Exercise requirements - Every entry below must be copied exactly, with nothing left out.

Data for the task -
++++++++

//! # NailBook ドメイン層
//!
//! ネイル・まつげサロンの予約、お問い合わせ、ニュースレター、施術メニュー、
//! お客様の声、ギャラリーのドメインモデルと、トランザクション後の
//! メール通知のモデルを定義する。
//!
//! ## 依存関係の方向
//!
//! ```text
//! api-service → infra → domain
//! ```
//!
//! ドメイン層はインフラ層（DB、メールプロバイダ）に一切依存しない。
//!
//! ## モジュール構成
//!
//! - [`booking`] - 予約リクエストと状態遷移ポリシー
//! - [`contact`] - お問い合わせ
//! - [`newsletter`] - ニュースレター購読者と冪等な購読判定
//! - [`service`] - 施術メニュー
//! - [`testimonial`] - お客様の声
//! - [`gallery`] - ギャラリー画像
//! - [`notification`] - 通知ジョブ、組み立て済みメッセージ、送信結果
//! - [`value_objects`] - 共有値オブジェクト
//! - [`clock`] - 時刻プロバイダ
//! - [`error`] - ドメインエラー
//!
//! ## 使用例
//!
//! ```rust
//! use nailbook_domain::{DomainError, booking::BookingId};
//!
//! let id = BookingId::new(1);
//! let error = DomainError::NotFound {
//!     entity_type: "Booking",
//!     id:          id.to_string(),
//! };
//! assert_eq!(error.to_string(), "Booking が見つかりません: 1");
//! ```

#[macro_use]
mod macros;

pub mod booking;
pub mod clock;
pub mod contact;
pub mod error;
pub mod gallery;
pub mod newsletter;
pub mod notification;
pub mod service;
pub mod testimonial;
pub mod value_objects;

pub use error::{DomainError, FieldViolation};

++++++++

Your solution -
//! # NailBook ドメイン層
//!
//! ネイル・まつげサロンの予約、お問い合わせ、ニュースレター、施術メニュー、
//! お客様の声、ギャラリーのドメインモデルと、トランザクション後の
//! メール通知のモデルを定義する。
//!
//! ## 依存関係の方向
//!
//! ```text
//! api-service → infra → domain
//! ```
//!
//! ドメイン層はインフラ層（DB、メールプロバイダ）に一切依存しない。
//!
//! ## モジュール構成
//!
//! - [`booking`] - 予約リクエストと状態遷移ポリシー
//! - [`contact`] - お問い合わせ
//! - [`newsletter`] - ニュースレター購読者と冪等な購読判定
//! - [`service`] - 施術メニュー
//! - [`testimonial`] - お客様の声
//! - [`gallery`] - ギャラリー画像
//! - [`notification`] - 通知ジョブ、組み立て済みメッセージ、送信結果
//! - [`value_objects`] - 共有値オブジェクト
//! - [`clock`] - 時刻プロバイダ
//! - [`error`] - ドメインエラー
//!
//! ## 使用例
//!
//! ```rust
//! use nailbook_domain::{DomainError, booking::BookingId};
//!
//! let id = BookingId::new(1);
//! let error = DomainError::NotFound {
//!     entity_type: "Booking",
//!     id:          id.to_string(),
//! };
//! assert_eq!(error.to_string(), "Booking が見つかりません: 1");
//! ```

#[macro_use]
mod macros;

pub mod booking;
pub mod clock;
pub mod contact;
pub mod error;
pub mod gallery;
pub mod newsletter;
pub mod notification;
pub mod service;
pub mod testimonial;
pub mod value_objects;

pub use error::{DomainError, FieldViolation};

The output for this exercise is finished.